山を下りた後は、一般道をトボトボ歩いて帰っただけである。

この先、立ち寄る場所は、殆ど私の郷土史的嗜好の範囲にとどまる。

毎度のことながら、今回も、実に退屈な投稿になると予め断っておく。



誰もいない兜山を離れ、人里まで林道を降りていく。

そう言えば、高良大社から先、全く人の姿を見ていない。

まあ、仕方ないか。

何しろ初雪の日は、山のイノシシでさえ、休むらしいから。



林道を下り終えると、もみじ寺として有名な永勝寺が見えてくる。

天武天皇勅願により、680年薬師寺として創建された。

今ではすっかり、ちっぽけな寺となってしまったが、案内板によれば、創建の頃は、七堂伽藍が建立され、36坊を有した巨刹であったという。

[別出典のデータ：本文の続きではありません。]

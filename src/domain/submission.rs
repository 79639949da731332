use std::collections::HashMap;
use std::path::Path;

use crate::domain::submitter_email::SubmitterEmail;
use crate::domain::submitter_name::SubmitterName;

/// An incoming form body, before we know which of the two forms it is.
///
/// Field values are trimmed on insertion; the CV (if any) has already been
/// buffered into memory by the extractor.
#[derive(Debug, Default)]
pub struct RawSubmission {
    fields: HashMap<String, String>,
    pub cv: Option<CvUpload>,
}

impl RawSubmission {
    pub fn insert_field(&mut self, name: String, value: String) {
        self.fields.insert(name, value.trim().to_string());
    }

    /// The trimmed value of a field, or "" when the field was absent.
    pub fn field(&self, name: &str) -> &str {
        self.fields.get(name).map(String::as_str).unwrap_or("")
    }
}

/// A file received on the `cv` field. `size` is the number of bytes the
/// client actually sent; `content` may be capped below that by the extractor,
/// which only matters for uploads that fail the size check anyway.
#[derive(Debug)]
pub struct CvUpload {
    pub filename: String,
    pub content: Vec<u8>,
    pub size: usize,
}

#[derive(Debug, Clone, Copy, PartialEq, Eq)]
pub enum SubmissionKind {
    Contact,
    JobApplication,
}

/// The contact-vs-job-application decision rule.
///
/// A submission is a contact message iff it carries a non-empty `message`,
/// no `cv` file, and no (non-empty) `cover_letter`. Everything else goes
/// down the job application path, which has the stricter validation.
pub fn classify(raw: &RawSubmission) -> SubmissionKind {
    let has_message = !raw.field("message").is_empty();
    let has_cover_letter = !raw.field("cover_letter").is_empty();

    if has_message && raw.cv.is_none() && !has_cover_letter {
        SubmissionKind::Contact
    } else {
        SubmissionKind::JobApplication
    }
}

/// Validation failures, each carrying the exact text returned to the browser.
#[derive(Debug, thiserror::Error, PartialEq, Eq)]
pub enum SubmissionError {
    #[error("Please fill in all required fields (name, email, and message) with a valid email address.")]
    InvalidContact,
    #[error("Please complete all required fields and attach your CV.")]
    IncompleteApplication,
    #[error("CV upload failed. Please upload a PDF or DOC file up to 8MB.")]
    InvalidCv,
}

#[derive(Debug)]
pub struct ContactSubmission {
    pub name: SubmitterName,
    pub email: SubmitterEmail,
    pub message: String,
}

impl ContactSubmission {
    pub fn try_from_raw(raw: RawSubmission) -> Result<Self, SubmissionError> {
        let name = SubmitterName::parse(raw.field("name").to_string())
            .map_err(|_| SubmissionError::InvalidContact)?;
        let email = SubmitterEmail::parse(raw.field("email").to_string())
            .map_err(|_| SubmissionError::InvalidContact)?;
        let message = raw.field("message").to_string();

        if message.is_empty() {
            return Err(SubmissionError::InvalidContact);
        }

        Ok(Self { name, email, message })
    }
}

/// A validated CV, ready to be attached.
#[derive(Debug)]
pub struct CvFile {
    pub filename: String,
    pub content: Vec<u8>,
}

#[derive(Debug)]
pub struct JobApplicationSubmission {
    pub name: SubmitterName,
    pub email: SubmitterEmail,
    pub phone: String,
    pub cover_letter: String,
    pub position: Option<String>,
    pub portfolio: Option<String>,
    pub cv: CvFile,
}

impl JobApplicationSubmission {
    pub fn try_from_raw(
        raw: RawSubmission,
        allowed_extensions: &[String],
        max_size_bytes: usize,
    ) -> Result<Self, SubmissionError> {
        let name = SubmitterName::parse(raw.field("name").to_string())
            .map_err(|_| SubmissionError::IncompleteApplication)?;
        let email = SubmitterEmail::parse(raw.field("email").to_string())
            .map_err(|_| SubmissionError::IncompleteApplication)?;
        let phone = raw.field("phone").to_string();
        let cover_letter = raw.field("cover_letter").to_string();
        let position = optional(raw.field("position"));
        let portfolio = optional(raw.field("portfolio"));

        if phone.is_empty() || cover_letter.is_empty() {
            return Err(SubmissionError::IncompleteApplication);
        }

        let upload = raw.cv.ok_or(SubmissionError::IncompleteApplication)?;

        let allowed = extension(&upload.filename)
            .map(|ext| allowed_extensions.iter().any(|a| a.eq_ignore_ascii_case(&ext)))
            .unwrap_or(false);
        if !allowed || upload.size > max_size_bytes {
            return Err(SubmissionError::InvalidCv);
        }

        Ok(Self {
            name,
            email,
            phone,
            cover_letter,
            position,
            portfolio,
            cv: CvFile {
                filename: upload.filename,
                content: upload.content,
            },
        })
    }
}

fn optional(value: &str) -> Option<String> {
    if value.is_empty() {
        None
    } else {
        Some(value.to_string())
    }
}

fn extension(filename: &str) -> Option<String> {
    Path::new(filename)
        .extension()
        .and_then(|e| e.to_str())
        .map(|e| e.to_ascii_lowercase())
}
use crate::helpers::spawn_app;

#[tokio::test]
async fn test_non_post_methods_are_rejected_with_403() {
    let app = spawn_app().await;
    let client = reqwest::Client::new();
    let url = format!("{}/submit", &app.address);

    let requests = vec![
        client.get(&url),
        client.put(&url),
        client.delete(&url),
        client.patch(&url),
    ];

    for request in requests {
        let response = request.send().await.expect("Failed to execute request");
        assert_eq!(403, response.status().as_u16());
        assert_eq!(
            "There was a problem with your submission, please try again.",
            response.text().await.unwrap()
        );
    }

    assert!(app.mailer.sent().is_empty());
}
//! # Bucket Status
//!
//! Observed state written exclusively by the reconciler.

use schemars::JsonSchema;
use serde::{Deserialize, Serialize};

/// Status of a `Bucket` or `ClusterBucket`
///
/// Absent fields serialize as `null` so a merge patch of the whole status
/// clears values from a previous write.
#[derive(Debug, Clone, Default, Deserialize, Serialize, JsonSchema, PartialEq)]
#[serde(rename_all = "camelCase")]
pub struct BucketStatus {
    /// Coarse convergence state
    #[serde(default)]
    pub phase: Option<BucketPhase>,
    /// Fine-grained cause of the current phase
    #[serde(default)]
    pub reason: Option<BucketReason>,
    /// Human-readable detail, typically the last error
    #[serde(default)]
    pub message: Option<String>,
    /// Name of the bucket in the remote store
    /// Only ever set after the store confirmed the bucket was created
    #[serde(default)]
    pub remote_name: Option<String>,
    /// Access URL composed from the external endpoint and the remote name
    #[serde(default)]
    pub url: Option<String>,
    /// Last time the reconciler verified the bucket (RFC3339)
    #[serde(default)]
    pub last_heartbeat_time: Option<String>,
    /// Generation of the spec this status was computed from
    #[serde(default)]
    pub observed_generation: Option<i64>,
}

impl BucketStatus {
    /// Remote bucket identifier, treating an empty string as absent
    #[must_use]
    pub fn remote_name(&self) -> Option<&str> {
        self.remote_name.as_deref().filter(|name| !name.is_empty())
    }
}

/// Coarse convergence state
#[derive(Debug, Clone, Copy, Deserialize, Serialize, JsonSchema, PartialEq, Eq)]
pub enum BucketPhase {
    /// Remote bucket exists, policy not yet applied
    Pending,
    /// Remote bucket exists with the desired policy
    Ready,
    /// Last store operation failed; the controller keeps retrying
    Failed,
}

impl BucketPhase {
    #[must_use]
    pub fn as_str(&self) -> &'static str {
        match self {
            BucketPhase::Pending => "Pending",
            BucketPhase::Ready => "Ready",
            BucketPhase::Failed => "Failed",
        }
    }
}

/// Fine-grained cause code for the current phase
#[derive(Debug, Clone, Copy, Deserialize, Serialize, JsonSchema, PartialEq, Eq)]
pub enum BucketReason {
    BucketCreated,
    BucketPolicyUpdated,
    BucketCreationFailure,
    BucketVerificationFailure,
    BucketPolicyVerificationFailed,
    BucketPolicyUpdateFailed,
    BucketDeletionFailure,
}

impl BucketReason {
    #[must_use]
    pub fn as_str(&self) -> &'static str {
        match self {
            BucketReason::BucketCreated => "BucketCreated",
            BucketReason::BucketPolicyUpdated => "BucketPolicyUpdated",
            BucketReason::BucketCreationFailure => "BucketCreationFailure",
            BucketReason::BucketVerificationFailure => "BucketVerificationFailure",
            BucketReason::BucketPolicyVerificationFailed => "BucketPolicyVerificationFailed",
            BucketReason::BucketPolicyUpdateFailed => "BucketPolicyUpdateFailed",
            BucketReason::BucketDeletionFailure => "BucketDeletionFailure",
        }
    }
}
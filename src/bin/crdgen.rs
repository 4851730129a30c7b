//! # CRD Generator
//!
//! Generates Kubernetes CustomResourceDefinition (CRD) YAML from Rust type definitions.
//!
//! ## Usage
//!
//! ```bash
//! # Generate CRD YAML
//! cargo run --bin crdgen > config/crd/buckets.yaml
//!
//! # Generate and apply directly
//! cargo run --bin crdgen | kubectl apply -f -
//! ```
//!
//! Both `Bucket` and `ClusterBucket` are emitted as one multi-document stream.

use anyhow::{Context, Result};
use bucket_controller::crd::{Bucket, ClusterBucket};
use kube::core::CustomResourceExt;

fn main() -> Result<()> {
    let bucket = serde_yaml::to_string(&Bucket::crd()).context("Failed to serialize Bucket CRD")?;
    let cluster_bucket = serde_yaml::to_string(&ClusterBucket::crd())
        .context("Failed to serialize ClusterBucket CRD")?;

    print!("{bucket}---\n{cluster_bucket}");
    Ok(())
}
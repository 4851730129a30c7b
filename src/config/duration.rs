//! # Duration Parsing
//!
//! Parses the short duration strings used in configuration ("30s", "5m", "60h", "1d").

use anyhow::Result;
use regex::Regex;
use std::sync::LazyLock;
use std::time::Duration;

static DURATION_REGEX: LazyLock<Regex> = LazyLock::new(|| {
    Regex::new(r"^(?P<number>\d+)(?P<unit>[smhd])$")
        .expect("Failed to compile duration regex - this should never happen")
});

/// Parse a duration string into `std::time::Duration`
///
/// Supports `<number><unit>` where unit is one of `s`, `m`, `h`, `d`
/// (case insensitive). Zero durations are rejected.
pub fn parse_duration(duration_str: &str) -> Result<Duration> {
    let duration_trimmed = duration_str.trim();

    if duration_trimmed.is_empty() {
        return Err(anyhow::anyhow!("Duration string cannot be empty"));
    }

    let interval_lower = duration_trimmed.to_lowercase();

    let captures = DURATION_REGEX.captures(&interval_lower).ok_or_else(|| {
        anyhow::anyhow!(
            "Invalid duration format '{}'. Expected format: <number><unit> (e.g., '30s', '5m', '60h')",
            duration_trimmed
        )
    })?;

    let number: u64 = captures["number"].parse().map_err(|e| {
        anyhow::anyhow!(
            "Invalid duration number '{}' in '{}': {}",
            &captures["number"],
            duration_trimmed,
            e
        )
    })?;

    if number == 0 {
        return Err(anyhow::anyhow!(
            "Duration number must be greater than 0, got '{}'",
            duration_trimmed
        ));
    }

    let multiplier = match &captures["unit"] {
        "s" => 1,
        "m" => 60,
        "h" => 3600,
        "d" => 86400,
        unit => {
            return Err(anyhow::anyhow!(
                "Invalid unit '{}' in duration '{}'. Expected: s, m, h, or d",
                unit,
                duration_trimmed
            ));
        }
    };

    let seconds = number.checked_mul(multiplier).ok_or_else(|| {
        anyhow::anyhow!("Duration '{}' is too large", duration_trimmed)
    })?;

    Ok(Duration::from_secs(seconds))
}
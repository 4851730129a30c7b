//! # Reconciler
//!
//! Drives a remote bucket toward the state declared by a `Bucket` or
//! `ClusterBucket` resource.
//!
//! ## Module Structure
//!
//! - `types.rs` - `Reconciler` and `ReconcilerError`
//! - `convergence.rs` - create / drift-check / policy update
//! - `deletion.rs` - remote cleanup and finalizer release
//! - `status.rs` - status writes, requeue and backoff bookkeeping
//!
//! ## Dispatch
//!
//! 1. Fetch the resource by key; gone ⇒ nothing to do, no requeue
//! 2. [`Lifecycle::Active`] ⇒ convergence path
//! 3. [`Lifecycle::CleanupPending`] ⇒ deletion path
//! 4. [`Lifecycle::Released`] ⇒ nothing left for this controller
//!
//! Success requeues after the relist interval. Errors are returned to the
//! runtime, whose error policy applies a per-resource exponential backoff.

mod convergence;
mod deletion;
mod status;
mod types;

#[cfg(test)]
mod tests;

pub use types::{Reconciler, ReconcilerError};

use crate::controller::finalizer::Lifecycle;
use crate::crd::{BucketObject, ObjectKey};
use crate::observability::metrics;
use kube_runtime::controller::Action;
use std::time::Instant;
use tracing::{debug, info_span, Instrument};

impl<K: BucketObject> Reconciler<K> {
    /// Reconcile the resource identified by `key`
    pub async fn reconcile(&self, key: &ObjectKey) -> Result<Action, ReconcilerError> {
        let kind = Self::kind();
        let span = info_span!(
            "controller.reconcile",
            resource.kind = kind.as_str(),
            resource.name = key.name.as_str(),
            resource.namespace = key.namespace_or_empty()
        );
        let start = Instant::now();

        let result = async {
            let Some(obj) = self.resources.get(key).await? else {
                debug!("Resource {} not found, nothing to reconcile", key);
                return Ok(Action::await_change());
            };

            match Lifecycle::of(&obj, &self.finalizer) {
                Lifecycle::Active => self.converge(obj).await,
                Lifecycle::CleanupPending => self.cleanup(obj).await,
                Lifecycle::Released => {
                    debug!("Resource {} is being deleted and already released", key);
                    Ok(Action::await_change())
                }
            }
        }
        .instrument(span)
        .await;

        metrics::increment_reconciliations(&kind);
        metrics::observe_reconciliation_duration(&kind, start.elapsed().as_secs_f64());

        if result.is_ok() {
            self.reset_backoff(key);
        }
        result
    }
}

永勝寺の裏手の坂道を降りて行くと、アカメヤナギの老木がスックと立っていた。

樹齢200年以上、柳坂という地名の由来とも伝えられている。



永勝寺から降りてくると、柳坂曽根の櫨並木が見えてくる。

県指定の天然記念物。

以前は、紅葉時期ともなると、目に鮮やかな深紅が並木道を染めていたが、近年、その色合いが薄れてきているように思えてならない。

実に心配である。



旧日田街道山辺往還を行く。





山本郡と御井郡の群境標石。

東山本郡 / 西御井郡 分界と刻まれている。

裏面には元禄八年の文字が見える。

もう少し進むと、



夏目漱石の句碑が見えてくる。

『追分といふ処にて 車夫共の親方乗って行かん喃(のう)といふがあまりに可笑しければ』


と前置きして、


『親方と呼びかけられし毛布(ケット)哉』


ここでの経験は、小説『坊ちゃん』に生かされる。



やがて日田街道は薩摩街道に突き当たる。


山川招魂社。

初めて訪れる。



明治2年、藩主有馬頼咸の命により、国事に殉じた真木和泉守らの霊を合祀。

その後陸軍墓地が併設され、西南の役から大東亜戦争までの戦死者が弔われている。



有名な爆弾三勇士の碑。

彼らの所属部隊は久留米第18工兵大隊である。






社殿の裏側に回ると、




墓所となっている。

佐賀の乱、西南の役で戦死した軍人、警察官らの墓なんだそうだ。


招魂社をでて、薩摩街道を進む。



府中宿場の北の出入り口とある。




『楽しい仲間と健康をつくる 青春卓球場

私がここの存在を知った頃から、シャッターは閉まったままである。

この卓球場から、ラケットの音や、陽気な歓声が聞こえてこなくなったのが、いつの頃なのかは知らない。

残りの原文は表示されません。